6. wato mutheir mask”

7. Ekimu wa muEkimu’s mask”

8. oko-o in/at/on (the) land”

9. ta-e from/out of (the) group/hoard/collection”

10. tu-u by/with mastery” OR u-tu, because tu ends in a vowel

11. toa-motoward (the) master/hero” OR mo-toa

12. oko-omo outside (the) land”

13. oko-wothrough/via/across (the) land”

14. e-owoduring (the) making”

15. wato oko-to mo “toward our land-s”



- Interesting: Example 3 above offers an interesting alternative etymology for the word Okoto; one that is appropriate, considering that Okoto is divided into multiple regions or “lands”.


4. Other


4.1 Expressing Negation


Negation (i.e. “not”) is normally marked on verbs by the prefix um-, which is added before the prefixes marking tense. (This prefix is derived from a combination of the stems u “possibility” and m- “covering; completion”, yielding a sense of “completion” or “limitation” of possibility, i.e. “no possibility, negation”).


Alternately, negation can be marked by addition of the independent morpheme uma “nothing, never” (< um-a “negation+thing”) placed before the verb.


4.1.1 Examples


1. Umeke “I did not act.”

2. Uma eke “I did not act. / I never acted.”

3. Makuta umokewa “Makuta does not originate/begin.”

4. Makuta uma okewa “Makuta does not originate/begin. / Makuta never originates/begins.”


4.2 Questions


Two types of questions (“interrogatives”) can be formed: Yes/No-Questions (“Did you get the mask?”) and WH-Questions (“What did you get?” “Where did you get it?” “Who are you?”, etc.).


- Yes/No-Questions are formed simply by the addition of rising intonation at the end of a sentence (similar to English, Spanish, and numerous other human languages).


- WH-Questions are also formed via rising intonation, but coupled with a special set of interrogative (pro)nouns derived from the base-form at- (a combination of the stems a “thing, object, person” and t- “non-specificity”, hence “non-specific thing/object/person”).


ata “who/what”

atomo “where”

atowo “when”

atowe “why”

atu “how”


The element ata should be placed before or after the verb based on whether or not it corresponds to the subject or object.
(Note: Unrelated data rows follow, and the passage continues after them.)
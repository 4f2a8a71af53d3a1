//! Built-in prompt text and the instructions sent for record operations.

use chrono::{DateTime, Utc};

pub const CHAT_WELCOME: &str =
    "Hello! I'm your CareAgent health assistant. How can I help you today?";

pub const GUEST_WELCOME: &str = "Hi there! I can tell you all about CareAgent. \
     Ask me about our features, our doctors or how to get started.";

pub const GUEST_APOLOGY: &str = "I apologize, but I'm having trouble processing your request \
     right now. Please try again in a moment, or sign in for full support.";

pub const CHAT_SYSTEM_PROMPT: &str = "You are CareAgent, a healthcare assistant that helps \
patients understand their own health information.

Guidelines:
- Answer using the patient records provided below when they are relevant, and say so when \
the records do not contain the answer.
- Explain medical terms in plain language.
- Never diagnose or prescribe. Recommend consulting the patient's doctor for medical decisions.
- For anything that sounds like an emergency, tell the user to call 911 or go to the nearest \
emergency room immediately.
- Keep answers concise, warm and accurate.";

pub const RECORD_SYSTEM_PROMPT: &str = "You are CareAgent's medical record analyst. You review \
structured patient data and produce precise, factual summaries for patients and clinicians.

Guidelines:
- Only state what the supplied records show. Do not invent values, dates or medications.
- Highlight trends, values outside typical reference ranges and missing follow-ups.
- Group findings under clear headings.
- Close with a reminder that the summary does not replace professional medical advice.";

pub const GUEST_SYSTEM_PROMPT: &str = "You are CareAgent's helpful AI assistant. You help \
visitors learn about the CareAgent platform.

About CareAgent:
- A healthcare management platform connecting patients with certified healthcare professionals
- Telemedicine consultations, health record management, prescription tracking, appointment \
scheduling and AI-powered health insights
- Secure platform with round-the-clock AI support for health questions

Your role:
1. Answer questions about CareAgent's features and services
2. Encourage visitors to sign up to access the full feature set
3. Provide general healthcare information, reminding users you are not a doctor
4. Never provide medical diagnoses or treatment advice
5. For emergencies, always direct users to call 911 or visit an emergency room

You cannot book appointments or access patient data for guests. Keep responses concise.";

/// Grounding block appended to the chat prompt for a known patient.
pub fn with_patient_context(system_prompt: &str, context: &str) -> String {
    format!(
        "{}\n\nThe current user is a patient. Their records:\n{}",
        system_prompt, context
    )
}

pub fn summary_request() -> String {
    "Please provide a comprehensive summary of the patient records below.".to_string()
}

pub fn vitals_request(vital_type: Option<&str>, since: DateTime<Utc>, until: DateTime<Utc>) -> String {
    let mut request = format!(
        "Analyze the health vitals below, recorded from {} to {}.",
        since.format("%Y-%m-%d"),
        until.format("%Y-%m-%d")
    );
    if let Some(vital_type) = vital_type {
        request.push_str(&format!(" Focus on {}.", vital_type));
    }
    request
}

pub fn prescriptions_request() -> String {
    "Summarize the active prescriptions below, including what each medication is \
     commonly used for and how it should be taken."
        .to_string()
}

#[cfg(test)]
mod tests {
    use super::*;
    use chrono::TimeZone;

    #[test]
    fn vitals_request_mentions_window_and_focus() {
        let since = Utc.with_ymd_and_hms(2024, 1, 1, 0, 0, 0).unwrap();
        let until = Utc.with_ymd_and_hms(2024, 1, 31, 0, 0, 0).unwrap();

        let request = vitals_request(Some("heart_rate"), since, until);
        assert!(request.contains("2024-01-01 to 2024-01-31"));
        assert!(request.ends_with("Focus on heart_rate."));
        assert!(!vitals_request(None, since, until).contains("Focus"));
    }
}
//! Tracing subscriber setup.

use tracing_subscriber::layer::SubscriberExt;
use tracing_subscriber::util::SubscriberInitExt;
use tracing_subscriber::{fmt, EnvFilter};

use crate::config::LoggingConfig;

/// Install the global subscriber. `RUST_LOG` wins over the configured filter.
pub fn init(config: &LoggingConfig) {
    let filter = EnvFilter::try_from_default_env()
        .or_else(|_| EnvFilter::try_new(&config.filter))
        .unwrap_or_else(|_| EnvFilter::new("info"));

    let registry = tracing_subscriber::registry().with(filter);
    let result = if config.json {
        registry.with(fmt::layer().json().with_current_span(true)).try_init()
    } else {
        registry.with(fmt::layer().with_target(true)).try_init()
    };

    if let Err(e) = result {
        eprintln!("tracing subscriber already installed: {}", e);
    }
}
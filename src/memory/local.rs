use std::sync::atomic::{AtomicUsize, Ordering};
use std::time::{Duration, Instant};

use async_trait::async_trait;
use dashmap::DashMap;
use tracing::debug;

use super::{MemoryError, MemoryStore};
use crate::models::chat::{ChatMessage, SessionContext};

#[derive(Debug, Clone)]
struct SessionEntry {
    history: Vec<ChatMessage>,
    context: SessionContext,
    expires_at: Instant,
}

/// Writes between two sweeps of expired sessions.
const SWEEP_EVERY: usize = 256;

/// Process-local store. Expired sessions are dropped on access and swept
/// from the map every `SWEEP_EVERY` writes.
pub struct InMemoryStore {
    sessions: DashMap<String, SessionEntry>,
    ttl: Duration,
    writes: AtomicUsize,
}

impl InMemoryStore {
    pub fn new(ttl: Duration) -> Self {
        Self {
            sessions: DashMap::new(),
            ttl,
            writes: AtomicUsize::new(0),
        }
    }

    /// Remove every expired session. Returns how many were dropped.
    pub fn purge_expired(&self) -> usize {
        let now = Instant::now();
        let before = self.sessions.len();
        self.sessions.retain(|_, entry| entry.expires_at > now);
        let removed = before.saturating_sub(self.sessions.len());
        if removed > 0 {
            debug!(removed, "swept expired sessions");
        }
        removed
    }

    /// Number of live sessions.
    pub fn len(&self) -> usize {
        let now = Instant::now();
        self.sessions.iter().filter(|e| e.expires_at > now).count()
    }

    pub fn is_empty(&self) -> bool {
        self.len() == 0
    }

    fn live(&self, session_id: &str) -> Option<SessionEntry> {
        let now = Instant::now();
        let entry = self.sessions.get(session_id)?.clone();
        if entry.expires_at <= now {
            self.sessions.remove(session_id);
            return None;
        }
        Some(entry)
    }

    fn write<F>(&self, session_id: &str, update: F)
    where
        F: FnOnce(&mut SessionEntry),
    {
        let now = Instant::now();
        {
            let mut entry = self
                .sessions
                .entry(session_id.to_string())
                .or_insert_with(|| SessionEntry {
                    history: Vec::new(),
                    context: SessionContext::default(),
                    expires_at: now + self.ttl,
                });
            if entry.expires_at <= now {
                entry.history.clear();
                entry.context = SessionContext::default();
            }
            update(&mut entry);
            entry.expires_at = now + self.ttl;
        }
        // The entry guard holds a shard lock; sweep only after it is released.
        if self.writes.fetch_add(1, Ordering::Relaxed) % SWEEP_EVERY == SWEEP_EVERY - 1 {
            self.purge_expired();
        }
    }
}

#[async_trait]
impl MemoryStore for InMemoryStore {
    async fn history(&self, session_id: &str, limit: usize) -> Result<Vec<ChatMessage>, MemoryError> {
        Ok(self
            .live(session_id)
            .map(|entry| {
                let skip = entry.history.len().saturating_sub(limit);
                entry.history[skip..].to_vec()
            })
            .unwrap_or_default())
    }

    async fn commit(
        &self,
        session_id: &str,
        messages: &[ChatMessage],
        context: Option<&SessionContext>,
    ) -> Result<(), MemoryError> {
        self.write(session_id, |entry| {
            entry.history.extend_from_slice(messages);
            if let Some(context) = context {
                entry.context = context.clone();
            }
        });
        Ok(())
    }

    async fn context(&self, session_id: &str) -> Result<SessionContext, MemoryError> {
        Ok(self
            .live(session_id)
            .map(|entry| entry.context)
            .unwrap_or_default())
    }

    async fn save_context(&self, session_id: &str, context: &SessionContext) -> Result<(), MemoryError> {
        self.write(session_id, |entry| entry.context = context.clone());
        Ok(())
    }

    async fn clear(&self, session_id: &str) -> Result<(), MemoryError> {
        self.sessions.remove(session_id);
        Ok(())
    }
}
All of the other elements are adverbial in nature and can be placed basically anywhere in the sentence.


4.2.1 Examples


1. Ekimu eka? “Did Ekimu act?” (Yes/No-Q)

2. Ukeki mu? “Will you make the mask?” (Yes/No-Q. Verb = ek- “to make smthg.”)
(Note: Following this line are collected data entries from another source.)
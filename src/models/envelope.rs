//! WebSocket message envelope. Every frame is a JSON object with a `type`
//! discriminator.

use std::fmt;

use chrono::{DateTime, Utc};
use serde::{Deserialize, Serialize};
use thiserror::Error;

use super::chat::RecordKind;

/// Which agent produced a stream.
#[derive(Debug, Clone, Copy, PartialEq, Eq, Serialize, Deserialize)]
#[serde(rename_all = "lowercase")]
pub enum AgentType {
    Chat,
    Record,
    Guest,
}

impl fmt::Display for AgentType {
    fn fmt(&self, f: &mut fmt::Formatter<'_>) -> fmt::Result {
        match self {
            AgentType::Chat => write!(f, "chat"),
            AgentType::Record => write!(f, "record"),
            AgentType::Guest => write!(f, "guest"),
        }
    }
}

fn default_true() -> bool {
    true
}

fn default_days() -> u32 {
    30
}

/// Frames sent by clients.
#[derive(Debug, Clone, PartialEq, Serialize, Deserialize)]
#[serde(tag = "type", rename_all = "snake_case")]
pub enum ClientMessage {
    ChatMessage {
        message: String,
        #[serde(default, skip_serializing_if = "Option::is_none")]
        patient_id: Option<String>,
        #[serde(default = "default_true")]
        stream: bool,
        #[serde(default)]
        auto_route: bool,
    },
    RecordRequest {
        request_type: RecordKind,
        #[serde(default, skip_serializing_if = "Option::is_none")]
        patient_id: Option<String>,
        #[serde(default, skip_serializing_if = "Option::is_none")]
        vital_type: Option<String>,
        #[serde(default = "default_days")]
        days: u32,
    },
}

#[derive(Debug, Error, PartialEq)]
pub enum EnvelopeError {
    #[error("Malformed message: {0}")]
    Malformed(String),
    #[error("Unknown message type: {0}")]
    UnknownType(String),
}

const CLIENT_TYPES: &[&str] = &["chat_message", "record_request"];

impl ClientMessage {
    pub fn chat(message: impl Into<String>) -> Self {
        ClientMessage::ChatMessage {
            message: message.into(),
            patient_id: None,
            stream: true,
            auto_route: false,
        }
    }

    /// Parse a text frame, telling an unknown `type` apart from a broken body.
    pub fn parse(text: &str) -> Result<Self, EnvelopeError> {
        let value: serde_json::Value =
            serde_json::from_str(text).map_err(|e| EnvelopeError::Malformed(e.to_string()))?;
        let kind = value
            .get("type")
            .and_then(|t| t.as_str())
            .ok_or_else(|| EnvelopeError::Malformed("missing \"type\" field".into()))?;
        if !CLIENT_TYPES.contains(&kind) {
            return Err(EnvelopeError::UnknownType(kind.to_string()));
        }
        serde_json::from_value(value).map_err(|e| EnvelopeError::Malformed(e.to_string()))
    }
}

/// Frames sent by the server.
#[derive(Debug, Clone, PartialEq, Serialize, Deserialize)]
#[serde(tag = "type", rename_all = "snake_case")]
pub enum ServerMessage {
    Connected {
        session_id: String,
        message: String,
        timestamp: DateTime<Utc>,
    },
    Typing {
        is_typing: bool,
        timestamp: DateTime<Utc>,
    },
    StreamStart {
        agent_type: AgentType,
        timestamp: DateTime<Utc>,
    },
    StreamChunk {
        chunk: String,
        timestamp: DateTime<Utc>,
    },
    StreamEnd {
        full_response: String,
        timestamp: DateTime<Utc>,
    },
    ChatResponse {
        response: String,
        timestamp: DateTime<Utc>,
    },
    Error {
        error: String,
        code: String,
        timestamp: DateTime<Utc>,
    },
}

impl ServerMessage {
    pub fn connected(session_id: impl Into<String>, message: impl Into<String>) -> Self {
        ServerMessage::Connected {
            session_id: session_id.into(),
            message: message.into(),
            timestamp: Utc::now(),
        }
    }

    pub fn typing(is_typing: bool) -> Self {
        ServerMessage::Typing {
            is_typing,
            timestamp: Utc::now(),
        }
    }

    pub fn stream_start(agent_type: AgentType) -> Self {
        ServerMessage::StreamStart {
            agent_type,
            timestamp: Utc::now(),
        }
    }

    pub fn stream_chunk(chunk: impl Into<String>) -> Self {
        ServerMessage::StreamChunk {
            chunk: chunk.into(),
            timestamp: Utc::now(),
        }
    }

    pub fn stream_end(full_response: impl Into<String>) -> Self {
        ServerMessage::StreamEnd {
            full_response: full_response.into(),
            timestamp: Utc::now(),
        }
    }

    pub fn chat_response(response: impl Into<String>) -> Self {
        ServerMessage::ChatResponse {
            response: response.into(),
            timestamp: Utc::now(),
        }
    }

    pub fn error(error: impl Into<String>, code: impl Into<String>) -> Self {
        ServerMessage::Error {
            error: error.into(),
            code: code.into(),
            timestamp: Utc::now(),
        }
    }

    /// The wire discriminator of this frame.
    pub fn kind(&self) -> &'static str {
        match self {
            ServerMessage::Connected { .. } => "connected",
            ServerMessage::Typing { .. } => "typing",
            ServerMessage::StreamStart { .. } => "stream_start",
            ServerMessage::StreamChunk { .. } => "stream_chunk",
            ServerMessage::StreamEnd { .. } => "stream_end",
            ServerMessage::ChatResponse { .. } => "chat_response",
            ServerMessage::Error { .. } => "error",
        }
    }
}

#[cfg(test)]
mod tests {
    use super::*;

    #[test]
    fn chat_message_defaults_to_streaming() {
        let parsed = ClientMessage::parse(r#"{"type": "chat_message", "message": "hello"}"#).unwrap();
        assert_eq!(parsed, ClientMessage::chat("hello"));
    }

    #[test]
    fn record_request_parses_kind_and_window() {
        let parsed = ClientMessage::parse(
            r#"{"type": "record_request", "request_type": "vitals", "vital_type": "heart_rate", "days": 7}"#,
        )
        .unwrap();
        assert_eq!(
            parsed,
            ClientMessage::RecordRequest {
                request_type: RecordKind::Vitals,
                patient_id: None,
                vital_type: Some("heart_rate".into()),
                days: 7,
            }
        );
    }

    #[test]
    fn unknown_type_is_distinguished_from_malformed() {
        assert_eq!(
            ClientMessage::parse(r#"{"type": "subscribe"}"#),
            Err(EnvelopeError::UnknownType("subscribe".into()))
        );
        assert!(matches!(
            ClientMessage::parse("not json"),
            Err(EnvelopeError::Malformed(_))
        ));
        assert!(matches!(
            ClientMessage::parse(r#"{"type": "chat_message"}"#),
            Err(EnvelopeError::Malformed(_))
        ));
    }

    #[test]
    fn server_frames_carry_type_discriminator() {
        let frame = serde_json::to_value(ServerMessage::stream_chunk("Hel")).unwrap();
        assert_eq!(frame["type"], "stream_chunk");
        assert_eq!(frame["chunk"], "Hel");

        let frame = serde_json::to_value(ServerMessage::stream_start(AgentType::Record)).unwrap();
        assert_eq!(frame["type"], "stream_start");
        assert_eq!(frame["agent_type"], "record");
    }

    #[test]
    fn kind_matches_serialized_type() {
        for message in [
            ServerMessage::connected("s", "hi"),
            ServerMessage::typing(true),
            ServerMessage::stream_end("done"),
            ServerMessage::chat_response("ok"),
            ServerMessage::error("boom", "UPSTREAM_ERROR"),
        ] {
            let value = serde_json::to_value(&message).unwrap();
            assert_eq!(value["type"], message.kind());
        }
    }
}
3. Ata ekeka mu?Who/what made the mask?” (WH-Q)

4. Ekimu ekeka ata?What did Ekimu make?” (WH-Q)

5. Atomo Ekimu ekeka mu?Where did Ekimu make the mask?” (WH-Q)

6. Ekimu ekeka mu atowo?When did Ekimu make the mask?” (WH-Q)

7. Ekimu atu ekeka mu?How did Ekimu make the mask?” (WH-Q)


4.3 Commands


An imperative (command) is constructed by using the bare form of the stem, without any tense-marking, in combination with the 2nd person suffix -i. Negative imperatives are formed by adding either the negative prefix um- to the stem or by placing the independent negative element uma “nothing, never” before the verb.


4.3.1 Examples


1. Eki mu! “Make the mask!”

2. Ki! “Do it!”

3. Uma ki! “Don’t do it!”

4. Ewi! “Begin/originate!”

5. Umewi! “Don’t begin/originate!”

6. Owi! “Exist! / Be!”


4.4 Complex clauses


4.4.1 Coordinating Conjunctions


These independent morphemes are used to join together elements of the same type (e.g. nouns with nouns, verbs with verbs, clauses with clauses) in a symmetrical fashion, such that both elements are independent (“coordinated”).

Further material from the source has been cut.